HINDUSTAN UNILEVER - Q1FY19 HIGHLIGHTS


HINDUSTAN UNILEVER
Q1FY19 HIGHLIGHTS:

FMCG behemoth Hindustan Unilever, opened the Consumer Sector’s Q1FY19 innings with an “in-line” performance. The fact that 12% Volume Growth, 200 Bps Margin Expansion & 24% Growth in Profits is considered “In-Line with estimates” is eerily similar to saying Virat Kohli scoring a century while chasing a gargantuan score is “par for course.” Expectations and valuations are pinned on those who deliver and if stock price is a barometer of the street’s expectations from Hindustan Unilever, the company has added Rupees Two Lakh Crore to its market capitalization in the last 20 months to climb to record levels ahead of results.


HINDUSTAN UNILEVER Q1FY19
-                      Revenue +11.2% at 9487 Cr vs 8529 Cr
-                      EBITDA +20.6% at 2251 Cr vs 1866 Cr
-                      Margins At 23.7% vs 21.8%
-                      PAT +19.2% at 1529 Cr vs 1283 Cr
-                      PAT Before Exceptional Items at 1567 Cr

HUL Q1FY19 v/s CNBC-TV18 Poll
- Volume Growth at 12% vs Expectations of 11-12%
- Revenue at 9487 Cr vs Poll of 9680 Cr
- EBITDA at 2251 Cr vs Poll of 2208 Cr
- Net profit at 1529 Cr vs 1539 Cr


HERE’S WHAT SURPRISED POSITIVELY:
The company’s operational growth was led by improved gross margins, the money it directly makes per product before all the other expenses the company incurs.  HUL’s Gross Margins improved 200 Bps to 54% led by product mix, judicious pricing and cost savings program.

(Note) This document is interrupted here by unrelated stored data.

impl CheckoutService {
    #[allow(clippy::too_many_arguments)]
    pub fn new(
        orders: Arc<OrderCommandHandler>,
        coupons: Arc<dyn CouponRepository>,
        inventory: Arc<dyn InventoryRepository>,
        wallet: Arc<WalletLedger>,
        reconciliation: Arc<dyn ReconciliationLog>,
        gateway: Arc<dyn PaymentGateway>,
        metrics: Arc<Metrics>,
        retry: RetryConfig,
    ) -> Self {
        Self {
            orders,
            coupons,
            inventory,
            wallet,
            reconciliation,
            gateway,
            metrics,
            retry,
        }
    }

    // ========================================================================
    // Cart
    // ========================================================================

    /// Snapshot name and price from the catalog for each merged line.
    async fn price_lines(&self, lines: &[CartLine]) -> Result<Vec<LineItem>, ServiceError> {
        let mut items = Vec::with_capacity(lines.len());
        for line in merge_lines(lines)? {
            let product = self
                .inventory
                .product(line.product_id)
                .await
                .map_err(InventoryError::from)?
                .ok_or(InventoryError::ProductNotFound(line.product_id))?;
            items.push(LineItem::new(product.id, &product.name, line.quantity, product.price));
        }
        Ok(items)
    }

    async fn price_coupon(
        &self,
        user_id: Uuid,
        raw_code: &str,
        subtotal: Decimal,
    ) -> Result<(Coupon, AppliedCoupon), ServiceError> {
        let code = CouponCode::parse(raw_code)?;
        let coupon = self
            .coupons
            .find_by_code(&code)
            .await?
            .ok_or_else(|| CouponError::NotFound(code.to_string()))?;
        let used = self.coupons.used_count(&code, user_id).await?;
        let applied = coupon.apply(subtotal, used, Utc::now())?;
        Ok((coupon, applied))
    }

    /// Price a coupon against a cart without reserving anything.
    pub async fn apply_coupon(
        &self,
        user_id: Uuid,
        lines: &[CartLine],
        code: &str,
    ) -> Result<AppliedCoupon, ServiceError> {
        let items = self.price_lines(lines).await?;
        let subtotal: Decimal = items.iter().map(LineItem::total).sum();
        let (_, applied) = self.price_coupon(user_id, code, subtotal).await?;

        tracing::debug!(
            user_id = %user_id,
            code = %applied.code,
            subtotal = %subtotal,
            discount_amount = %applied.discount_amount,
            "Coupon priced"
        );
        Ok(applied)
    }

    // ========================================================================
    // Place Order
    // ========================================================================

    pub async fn place_order(&self, user_id: Uuid, request: PlaceOrder) -> Result<PlacedOrder, ServiceError> {
        let order_id = Uuid::new_v4();
        let items = self.price_lines(&request.lines).await?;
        let subtotal: Decimal = items.iter().map(LineItem::total).sum();

        let priced_coupon = match request.coupon_code.as_deref().map(str::trim).filter(|c| !c.is_empty()) {
            Some(code) => Some(self.price_coupon(user_id, code, subtotal).await?),
            None => None,
        };

        let mut reservations = Vec::new();
        let result = self
            .reserve_and_place(order_id, user_id, items, priced_coupon, request.payment_method, &mut reservations)
            .await;

        match result {
            Ok(placed) => {
                self.metrics.record_order_placed(&request.payment_method.to_string());
                tracing::info!(
                    order_id = %order_id,
                    user_id = %user_id,
                    total = %placed.order.total_amount,
                    payment_method = %request.payment_method,
                    "🛒 Order placed"
                );
                Ok(placed)
            }
            Err(err) => {
                tracing::warn!(
                    order_id = %order_id,
                    user_id = %user_id,
                    error = %err,
                    reservations = reservations.len(),
                    "Checkout failed, releasing reservations"
                );
                self.release(order_id, user_id, reservations).await;
                Err(err)
            }
        }
    }

    async fn reserve_and_place(
        &self,
        order_id: Uuid,
        user_id: Uuid,
        items: Vec<LineItem>,
        priced_coupon: Option<(Coupon, AppliedCoupon)>,
        payment_method: PaymentMethod,
        reservations: &mut Vec<Reservation>,
    ) -> Result<PlacedOrder, ServiceError> {
        // 1. Stock
        for item in &items {
            let remaining = self
                .inventory
                .adjust_stock(item.product_id, -i64::from(item.quantity))
                .await
                .map_err(InventoryError::from)?;
            reservations.push(Reservation::Stock {
                product_id: item.product_id,
                quantity: item.quantity,
            });

            if remaining < 0 {
                return Err(InventoryError::InsufficientStock {
                    product_id: item.product_id,
                    name: item.name.clone(),
                    requested: item.quantity,
                    available: remaining + i64::from(item.quantity),
                }
                .into());
            }
        }

        // 2. Coupon usage
        let snapshot = match priced_coupon {
            Some((coupon, applied)) => {
                let used = self.coupons.adjust_usage(&coupon.code, user_id, 1).await?;
                reservations.push(Reservation::CouponUse { code: coupon.code.clone() });

                // Concurrent checkouts can all pass the pre-check; the counter decides
                if used > i64::from(coupon.usage_limit) {
                    return Err(CouponError::UsageLimitReached(coupon.code.to_string()).into());
                }
                Some(CouponSnapshot::applied(&coupon.code, applied.discount_amount))
            }
            None => None,
        };

        let subtotal: Decimal = items.iter().map(LineItem::total).sum();
        let discount = snapshot.as_ref().map_or(Decimal::ZERO, |s| s.discount_amount);
        let total = (subtotal - discount).max(Decimal::ZERO);

        // 3. Payment
        let mut gateway_order_id = None;
        match payment_method {
            PaymentMethod::Wallet if total > Decimal::ZERO => {
                let reference = format!("order:{order_id}");
                self.wallet
                    .debit(user_id, total, &format!("Payment for order {order_id}"), Some(reference.clone()))
                    .await?;
                reservations.push(Reservation::WalletDebit { amount: total, reference });
            }
            PaymentMethod::Online => {
                gateway_order_id = Some(self.gateway.create_order(total, order_id).await?);
            }
            _ => {}
        }

        // 4. Order
        let command = OrderCommand::Place {
            user_id,
            items,
            coupon: snapshot,
            payment_method,
            gateway_order_id: gateway_order_id.clone(),
            at: Utc::now(),
        };
        let order = self
            .orders
            .handle(order_id, command, order_id, Some(user_id))
            .await?;

        Ok(PlacedOrder { order, gateway_order_id })
    }

    async fn release(&self, order_id: Uuid, user_id: Uuid, reservations: Vec<Reservation>) {
        for reservation in reservations.into_iter().rev() {
            let (step, amount, result) = match &reservation {
                Reservation::Stock { product_id, quantity } => (
                    "stock_reservation",
                    None,
                    self.inventory
                        .adjust_stock(*product_id, i64::from(*quantity))
                        .await
                        .map(|_| ())
                        .map_err(|e| e.to_string()),
                ),
                Reservation::CouponUse { code } => (
                    "coupon_usage",
                    None,
                    self.coupons
                        .adjust_usage(code, user_id, -1)
                        .await
                        .map(|_| ())
                        .map_err(|e| e.to_string()),
                ),
                Reservation::WalletDebit { amount, reference } => (
                    "wallet_debit",
                    Some(*amount),
                    self.wallet
                        .credit(
                            user_id,
                            *amount,
                            &format!("Payment reversal for order {order_id}"),
                            Some(format!("{reference}:reversal")),
                        )
                        .await
                        .map(|_| ())
                        .map_err(|e| e.to_string()),
                ),
            };

            self.metrics.record_compensation(step, result.is_ok());
            if let Err(detail) = result {
                tracing::error!(order_id = %order_id, step = step, error = %detail, "Checkout release failed");
                let entry = ReconciliationEntry::new(
                    ReconciliationKind::CompensationFailed,
                    order_id,
                    user_id,
                    order_id,
                    amount,
                    format!("{step}: {detail}"),
                );
                self.metrics.record_reconciliation_entry(entry.kind.as_str());
                if let Err(err) = self.reconciliation.record(&entry).await {
                    tracing::error!(entry_id = %entry.id, error = %err, "Failed to persist reconciliation entry");
                }
            }
        }
    }

    // ========================================================================
    // Payment & Fulfilment
    // ========================================================================

    pub async fn order(&self, order_id: Uuid, actor: Actor) -> Result<OrderAggregate, ServiceError> {
        load_for(&self.orders, order_id, actor).await
    }

    /// Verify the gateway signature for an online order. A bad signature
    /// marks the payment failed so the customer can retry.
    pub async fn confirm_payment(
        &self,
        order_id: Uuid,
        user_id: Uuid,
        gateway_order_id: &str,
        payment_id: &str,
        signature: &str,
    ) -> Result<OrderAggregate, ServiceError> {
        let actor = Actor::Customer(user_id);
        let order = load_for(&self.orders, order_id, actor).await?;

        if order.gateway_order_id.as_deref() != Some(gateway_order_id) {
            return Err(ServiceError::Validation(format!(
                "Gateway order {gateway_order_id} does not belong to order {order_id}"
            )));
        }

        if let Err(err) = self.gateway.verify_signature(gateway_order_id, payment_id, signature) {
            self.metrics.record_payment_verification(false);
            tracing::warn!(order_id = %order_id, payment_id = %payment_id, "Payment signature rejected");

            let command = OrderCommand::FailPayment {
                reason: err.to_string(),
                at: Utc::now(),
            };
            run_command(&self.orders, &self.retry, &self.metrics, "payment_failed", order_id, actor, command).await?;
            return Err(err.into());
        }

        let command = OrderCommand::ConfirmPayment {
            payment_id: payment_id.to_string(),
            at: Utc::now(),
        };
        let order = run_command(&self.orders, &self.retry, &self.metrics, "payment_confirm", order_id, actor, command)
            .await?;

        self.metrics.record_payment_verification(true);
        tracing::info!(order_id = %order_id, payment_id = %payment_id, "💳 Payment verified");
        Ok(order)
    }

    /// Admin fulfilment update for one line item.
    pub async fn update_item_status(
        &self,
        order_id: Uuid,
        product_id: Uuid,
        status: ItemStatus,
        admin_id: Uuid,
    ) -> Result<OrderAggregate, ServiceError> {
        let command = OrderCommand::UpdateItemStatus {
            product_id,
            status,
            at: Utc::now(),
        };
        let order = run_command(
            &self.orders,
            &self.retry,
            &self.metrics,
            "item_status",
            order_id,
            Actor::Admin(admin_id),
            command,
        )
        .await?;

        tracing::info!(
            order_id = %order_id,
            product_id = %product_id,
            item_status = %status,
            order_status = %order.status,
            "📦 Item status updated"
        );
        Ok(order)
    }
}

Also, the expansion in Gross Margins trickled down to improvement in operational performance as HUL’s EBITDA Margins expanded 190 Bps to 23.7% as well.  This came by despite the company spending higher money on advertisements to support innovations.


HINDUSTAN UNILEVER Q1FY19
-                      Gross Margins at 54% vs 52.1% YoY
-                      GM Led by product mix, judicious pricing and savings program
-                      Ad Spends up 27% YoY at 1153 Cr vs 905 Cr
-                      Advertising and Promotions were stepped up to support innovations
 

NOW WHAT?
Post 24% growth in co’s Q1 EPS, the investors & analysts alike ask themselves and company, the most important question – Now What? The Management sounded off some “pink flags” (red, I thought, is too strong a word) for the near future. While they expect gradual recovery in demand to continue, they’re concerned about the way input costs & currency is behaving. In addition to increased input cost, they expect competitive intensity to spike too. Higher Input Cost Inflation coupled with Increased Competition usually means reduced pricing power. So the question that begets asking is, does Unilever have more levers for further margin expansion?

THE MASSIVE BASE
Q1FY19 Marks the third consecutive quarter in which the consumer giant has delivered double digit volume growth. While the demand environment has seen some improvement improved one can’t ignore the role a favorable base has played towards the reported growth in underlying volumes. Come H2FY19, and these double digit volumes turn into an albatross around HUL’s neck. So to extrapolate these growth trends beyond Q2FY19 may be an overstatement.

HUL VOLUME GROWTH TREND
Q1FY17:  4%
Q2FY17: -1%
Q3FY17: -4%
Q4FY17:   4%
Q1FY18:   0%
Q2FY18:   4% 
Q3FY18:   11%
Q4FY18:   11%
Q1FY19:   12%

THE BIG D: DEMAND!
All said and done, one can’t ignore the optimism in commentary from consumer companies on how they foresee demand. Be it Unilever, Nestle, Marico, Dabur, Emami, Godrej Consumer, Britannia or even Jyothy Laboratories, all companies have stated and re-iterated that there is strong underlying demand, despite disruptions like DeMo and GST. A hat-trick of normal monsoons, state elections, higher minimum support prices, lead up to the 2019 General Elections and the Government’s thrust on improving farm incomes are just the right ingredients to spice this heady cocktail of consumer sentiment up. The expected spurt in innovations, more launches in the Naturals segment, normalizing existing trade channels, higher spends on advertisement and promotions, and visibly increasing presence of modern trade in our daily lives will only make it more difficult to not buy more FMCG products.

BROKERAGES DOWNGRADE HUL
Brokerage     Action              Rating
Citi             Downgrade      Sell
Nomura           Downgrade       Reduce
DB                Downgrade      Hold
Jefferies        Downgrade      Hold
PC                 Downgrade     Hold
ISEC              Downgrade     Hold
Axis Cap         Downgrade     Hold

THE VALUATION PICTURE
Strong sector tailwinds and companies delivering on expectations have kept the prices of all nearly FMCG companies close to record levels. Given Hindustan Unilever trades at 52X FY20e earnings, analysts believe most positives are priced in and warrant a look at other companies that trade at a discount to Hindustan Unilever. It’s not that analysts are finding fault with HUL’s Q1 results or questioning the pedigree of the HUL. The only question, I presume, they’re asking is inspired by an old Ad by HUL’s competitor Nirma,  – “ Jab Wahi Safedi, Wahi Jhaag, Kam Daamon mein Mile, toh Koi Yeh Kyun Le? Woh Na Le?”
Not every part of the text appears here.